──────── DATA SUPPLIED
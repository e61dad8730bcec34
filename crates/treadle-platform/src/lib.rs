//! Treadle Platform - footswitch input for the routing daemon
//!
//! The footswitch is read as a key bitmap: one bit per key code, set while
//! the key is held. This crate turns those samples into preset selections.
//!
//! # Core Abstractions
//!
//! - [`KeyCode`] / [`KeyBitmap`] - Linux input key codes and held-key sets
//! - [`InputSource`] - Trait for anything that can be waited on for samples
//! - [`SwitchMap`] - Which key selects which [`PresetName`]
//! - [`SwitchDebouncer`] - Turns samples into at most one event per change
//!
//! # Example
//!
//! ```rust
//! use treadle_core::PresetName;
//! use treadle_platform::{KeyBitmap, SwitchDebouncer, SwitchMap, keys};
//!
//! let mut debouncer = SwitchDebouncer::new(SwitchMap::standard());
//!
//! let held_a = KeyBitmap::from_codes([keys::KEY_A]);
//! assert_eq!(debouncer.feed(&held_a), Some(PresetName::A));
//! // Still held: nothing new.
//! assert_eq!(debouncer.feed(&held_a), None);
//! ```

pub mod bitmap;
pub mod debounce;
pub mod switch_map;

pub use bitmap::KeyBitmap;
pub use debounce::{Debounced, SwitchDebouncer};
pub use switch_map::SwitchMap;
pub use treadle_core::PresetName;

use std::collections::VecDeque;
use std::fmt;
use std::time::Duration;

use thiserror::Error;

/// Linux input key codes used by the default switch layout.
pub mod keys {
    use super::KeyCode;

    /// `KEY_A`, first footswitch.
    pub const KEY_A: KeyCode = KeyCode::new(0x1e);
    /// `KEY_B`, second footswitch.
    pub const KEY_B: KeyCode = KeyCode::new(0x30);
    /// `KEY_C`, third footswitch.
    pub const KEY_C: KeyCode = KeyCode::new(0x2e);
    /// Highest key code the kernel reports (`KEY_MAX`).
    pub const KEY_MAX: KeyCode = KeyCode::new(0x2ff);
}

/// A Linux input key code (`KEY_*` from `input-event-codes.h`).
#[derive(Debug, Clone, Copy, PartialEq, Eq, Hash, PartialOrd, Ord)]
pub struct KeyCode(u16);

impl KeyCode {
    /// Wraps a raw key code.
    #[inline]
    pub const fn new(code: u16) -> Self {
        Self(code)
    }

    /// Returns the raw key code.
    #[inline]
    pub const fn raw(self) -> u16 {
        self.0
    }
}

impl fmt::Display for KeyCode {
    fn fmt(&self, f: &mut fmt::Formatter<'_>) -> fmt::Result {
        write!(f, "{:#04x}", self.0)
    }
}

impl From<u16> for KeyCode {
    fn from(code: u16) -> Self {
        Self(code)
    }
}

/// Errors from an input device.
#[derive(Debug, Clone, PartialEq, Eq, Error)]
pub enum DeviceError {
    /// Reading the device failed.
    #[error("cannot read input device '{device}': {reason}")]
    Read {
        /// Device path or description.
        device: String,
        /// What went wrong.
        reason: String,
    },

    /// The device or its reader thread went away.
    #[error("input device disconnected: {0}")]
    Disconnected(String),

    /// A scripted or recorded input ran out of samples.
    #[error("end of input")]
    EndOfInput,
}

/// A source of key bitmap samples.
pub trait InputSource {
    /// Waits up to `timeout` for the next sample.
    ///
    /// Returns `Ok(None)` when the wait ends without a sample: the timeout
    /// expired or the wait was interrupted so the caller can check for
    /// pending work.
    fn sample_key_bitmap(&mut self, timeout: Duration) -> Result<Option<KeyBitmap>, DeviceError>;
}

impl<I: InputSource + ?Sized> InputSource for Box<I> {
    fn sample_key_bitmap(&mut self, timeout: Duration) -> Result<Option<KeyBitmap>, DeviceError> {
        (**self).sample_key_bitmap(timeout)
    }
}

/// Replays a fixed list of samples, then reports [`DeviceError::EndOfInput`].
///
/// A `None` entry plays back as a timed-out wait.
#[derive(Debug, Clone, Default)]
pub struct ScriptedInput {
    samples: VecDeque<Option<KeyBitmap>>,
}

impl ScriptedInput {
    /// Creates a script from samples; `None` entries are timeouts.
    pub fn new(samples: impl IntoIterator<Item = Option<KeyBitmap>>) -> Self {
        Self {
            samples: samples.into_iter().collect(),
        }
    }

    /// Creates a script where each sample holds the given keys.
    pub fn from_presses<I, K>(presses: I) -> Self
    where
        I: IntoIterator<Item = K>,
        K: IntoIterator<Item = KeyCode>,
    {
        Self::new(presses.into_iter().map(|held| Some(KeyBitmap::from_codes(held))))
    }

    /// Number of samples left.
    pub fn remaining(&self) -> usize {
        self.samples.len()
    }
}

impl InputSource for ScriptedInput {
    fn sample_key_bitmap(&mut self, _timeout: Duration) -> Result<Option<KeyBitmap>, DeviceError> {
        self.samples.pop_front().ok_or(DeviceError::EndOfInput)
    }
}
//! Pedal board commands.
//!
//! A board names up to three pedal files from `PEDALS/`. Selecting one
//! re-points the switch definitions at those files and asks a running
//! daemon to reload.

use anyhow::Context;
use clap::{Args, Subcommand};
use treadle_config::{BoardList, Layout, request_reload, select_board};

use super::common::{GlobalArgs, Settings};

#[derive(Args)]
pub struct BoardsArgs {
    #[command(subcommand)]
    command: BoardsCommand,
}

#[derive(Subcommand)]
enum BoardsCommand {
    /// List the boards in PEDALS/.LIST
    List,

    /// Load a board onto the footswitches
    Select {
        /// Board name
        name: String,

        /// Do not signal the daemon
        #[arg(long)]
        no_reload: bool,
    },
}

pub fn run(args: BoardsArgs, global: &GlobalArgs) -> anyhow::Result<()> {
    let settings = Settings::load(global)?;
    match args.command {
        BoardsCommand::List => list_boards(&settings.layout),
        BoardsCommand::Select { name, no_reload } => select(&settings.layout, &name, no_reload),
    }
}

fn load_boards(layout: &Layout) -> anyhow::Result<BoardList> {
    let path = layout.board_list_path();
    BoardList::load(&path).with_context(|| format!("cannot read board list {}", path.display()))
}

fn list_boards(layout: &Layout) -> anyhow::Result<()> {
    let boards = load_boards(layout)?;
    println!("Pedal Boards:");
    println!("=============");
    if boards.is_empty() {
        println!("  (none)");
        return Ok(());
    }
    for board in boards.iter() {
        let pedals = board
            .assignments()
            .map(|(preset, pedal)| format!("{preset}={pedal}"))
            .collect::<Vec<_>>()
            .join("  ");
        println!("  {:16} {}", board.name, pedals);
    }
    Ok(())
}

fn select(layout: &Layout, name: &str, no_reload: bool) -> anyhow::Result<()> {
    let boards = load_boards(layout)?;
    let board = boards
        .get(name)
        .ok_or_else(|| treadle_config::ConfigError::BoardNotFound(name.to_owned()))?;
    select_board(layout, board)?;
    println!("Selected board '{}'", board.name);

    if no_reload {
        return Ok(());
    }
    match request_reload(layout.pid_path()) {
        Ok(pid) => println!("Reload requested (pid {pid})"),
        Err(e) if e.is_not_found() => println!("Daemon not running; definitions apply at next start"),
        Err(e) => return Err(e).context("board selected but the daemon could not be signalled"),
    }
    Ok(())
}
────────────────
EXERCISE DIRECTIONS – Nothing should be dropped: transcribe all the material exactly.

WRITTEN SOLUTION –
repository e61dad8730bcec34
filename crates/treadle-platform/src/lib.rs
//! Treadle Platform - footswitch input for the routing daemon
//!
//! The footswitch is read as a key bitmap: one bit per key code, set while
//! the key is held. This crate turns those samples into preset selections.
//!
//! # Core Abstractions
//!
//! - [`KeyCode`] / [`KeyBitmap`] - Linux input key codes and held-key sets
//! - [`InputSource`] - Trait for anything that can be waited on for samples
//! - [`SwitchMap`] - Which key selects which [`PresetName`]
//! - [`SwitchDebouncer`] - Turns samples into at most one event per change
//!
//! # Example
//!
//! ```rust
//! use treadle_core::PresetName;
//! use treadle_platform::{KeyBitmap, SwitchDebouncer, SwitchMap, keys};
//!
//! let mut debouncer = SwitchDebouncer::new(SwitchMap::standard());
//!
//! let held_a = KeyBitmap::from_codes([keys::KEY_A]);
//! assert_eq!(debouncer.feed(&held_a), Some(PresetName::A));
//! // Still held: nothing new.
//! assert_eq!(debouncer.feed(&held_a), None);
//! ```

pub mod bitmap;
pub mod debounce;
pub mod switch_map;

pub use bitmap::KeyBitmap;
pub use debounce::{Debounced, SwitchDebouncer};
pub use switch_map::SwitchMap;
pub use treadle_core::PresetName;

use std::collections::VecDeque;
use std::fmt;
use std::time::Duration;

use thiserror::Error;

/// Linux input key codes used by the default switch layout.
pub mod keys {
    use super::KeyCode;

    /// `KEY_A`, first footswitch.
    pub const KEY_A: KeyCode = KeyCode::new(0x1e);
    /// `KEY_B`, second footswitch.
    pub const KEY_B: KeyCode = KeyCode::new(0x30);
    /// `KEY_C`, third footswitch.
    pub const KEY_C: KeyCode = KeyCode::new(0x2e);
    /// Highest key code the kernel reports (`KEY_MAX`).
    pub const KEY_MAX: KeyCode = KeyCode::new(0x2ff);
}

/// A Linux input key code (`KEY_*` from `input-event-codes.h`).
#[derive(Debug, Clone, Copy, PartialEq, Eq, Hash, PartialOrd, Ord)]
pub struct KeyCode(u16);

impl KeyCode {
    /// Wraps a raw key code.
    #[inline]
    pub const fn new(code: u16) -> Self {
        Self(code)
    }

    /// Returns the raw key code.
    #[inline]
    pub const fn raw(self) -> u16 {
        self.0
    }
}

impl fmt::Display for KeyCode {
    fn fmt(&self, f: &mut fmt::Formatter<'_>) -> fmt::Result {
        write!(f, "{:#04x}", self.0)
    }
}

impl From<u16> for KeyCode {
    fn from(code: u16) -> Self {
        Self(code)
    }
}

/// Errors from an input device.
#[derive(Debug, Clone, PartialEq, Eq, Error)]
pub enum DeviceError {
    /// Reading the device failed.
    #[error("cannot read input device '{device}': {reason}")]
    Read {
        /// Device path or description.
        device: String,
        /// What went wrong.
        reason: String,
    },

    /// The device or its reader thread went away.
    #[error("input device disconnected: {0}")]
    Disconnected(String),

    /// A scripted or recorded input ran out of samples.
    #[error("end of input")]
    EndOfInput,
}

/// A source of key bitmap samples.
pub trait InputSource {
    /// Waits up to `timeout` for the next sample.
    ///
    /// Returns `Ok(None)` when the wait ends without a sample: the timeout
    /// expired or the wait was interrupted so the caller can check for
    /// pending work.
    fn sample_key_bitmap(&mut self, timeout: Duration) -> Result<Option<KeyBitmap>, DeviceError>;
}

impl<I: InputSource + ?Sized> InputSource for Box<I> {
    fn sample_key_bitmap(&mut self, timeout: Duration) -> Result<Option<KeyBitmap>, DeviceError> {
        (**self).sample_key_bitmap(timeout)
    }
}

/// Replays a fixed list of samples, then reports [`DeviceError::EndOfInput`].
///
/// A `None` entry plays back as a timed-out wait.
#[derive(Debug, Clone, Default)]
pub struct ScriptedInput {
    samples: VecDeque<Option<KeyBitmap>>,
}

impl ScriptedInput {
    /// Creates a script from samples; `None` entries are timeouts.
    pub fn new(samples: impl IntoIterator<Item = Option<KeyBitmap>>) -> Self {
        Self {
            samples: samples.into_iter().collect(),
        }
    }

    /// Creates a script where each sample holds the given keys.
    pub fn from_presses<I, K>(presses: I) -> Self
    where
        I: IntoIterator<Item = K>,
        K: IntoIterator<Item = KeyCode>,
    {
        Self::new(presses.into_iter().map(|held| Some(KeyBitmap::from_codes(held))))
    }

    /// Number of samples left.
    pub fn remaining(&self) -> usize {
        self.samples.len()
    }
}

impl InputSource for ScriptedInput {
    fn sample_key_bitmap(&mut self, _timeout: Duration) -> Result<Option<KeyBitmap>, DeviceError> {
        self.samples.pop_front().ok_or(DeviceError::EndOfInput)
    }
}
//! Pedal board commands.
//!
//! A board names up to three pedal files from `PEDALS/`. Selecting one
//! re-points the switch definitions at those files and asks a running
//! daemon to reload.

use anyhow::Context;
use clap::{Args, Subcommand};
use treadle_config::{BoardList, Layout, request_reload, select_board};

use super::common::{GlobalArgs, Settings};

#[derive(Args)]
pub struct BoardsArgs {
    #[command(subcommand)]
    command: BoardsCommand,
}

#[derive(Subcommand)]
enum BoardsCommand {
    /// List the boards in PEDALS/.LIST
    List,

    /// Load a board onto the footswitches
    Select {
        /// Board name
        name: String,

        /// Do not signal the daemon
        #[arg(long)]
        no_reload: bool,
    },
}

pub fn run(args: BoardsArgs, global: &GlobalArgs) -> anyhow::Result<()> {
    let settings = Settings::load(global)?;
    match args.command {
        BoardsCommand::List => list_boards(&settings.layout),
        BoardsCommand::Select { name, no_reload } => select(&settings.layout, &name, no_reload),
    }
}

fn load_boards(layout: &Layout) -> anyhow::Result<BoardList> {
    let path = layout.board_list_path();
    BoardList::load(&path).with_context(|| format!("cannot read board list {}", path.display()))
}

fn list_boards(layout: &Layout) -> anyhow::Result<()> {
    let boards = load_boards(layout)?;
    println!("Pedal Boards:");
    println!("=============");
    if boards.is_empty() {
        println!("  (none)");
        return Ok(());
    }
    for board in boards.iter() {
        let pedals = board
            .assignments()
            .map(|(preset, pedal)| format!("{preset}={pedal}"))
            .collect::<Vec<_>>()
            .join("  ");
        println!("  {:16} {}", board.name, pedals);
    }
    Ok(())
}

fn select(layout: &Layout, name: &str, no_reload: bool) -> anyhow::Result<()> {
    let boards = load_boards(layout)?;
    let board = boards
        .get(name)
        .ok_or_else(|| treadle_config::ConfigError::BoardNotFound(name.to_owned()))?;
    select_board(layout, board)?;
    println!("Selected board '{}'", board.name);

    if no_reload {
        return Ok(());
    }
    match request_reload(layout.pid_path()) {
        Ok(pid) => println!("Reload requested (pid {pid})"),
        Err(e) if e.is_not_found() => println!("Daemon not running; definitions apply at next start"),
        Err(e) => return Err(e).context("board selected but the daemon could not be signalled"),
    }
    Ok(())
}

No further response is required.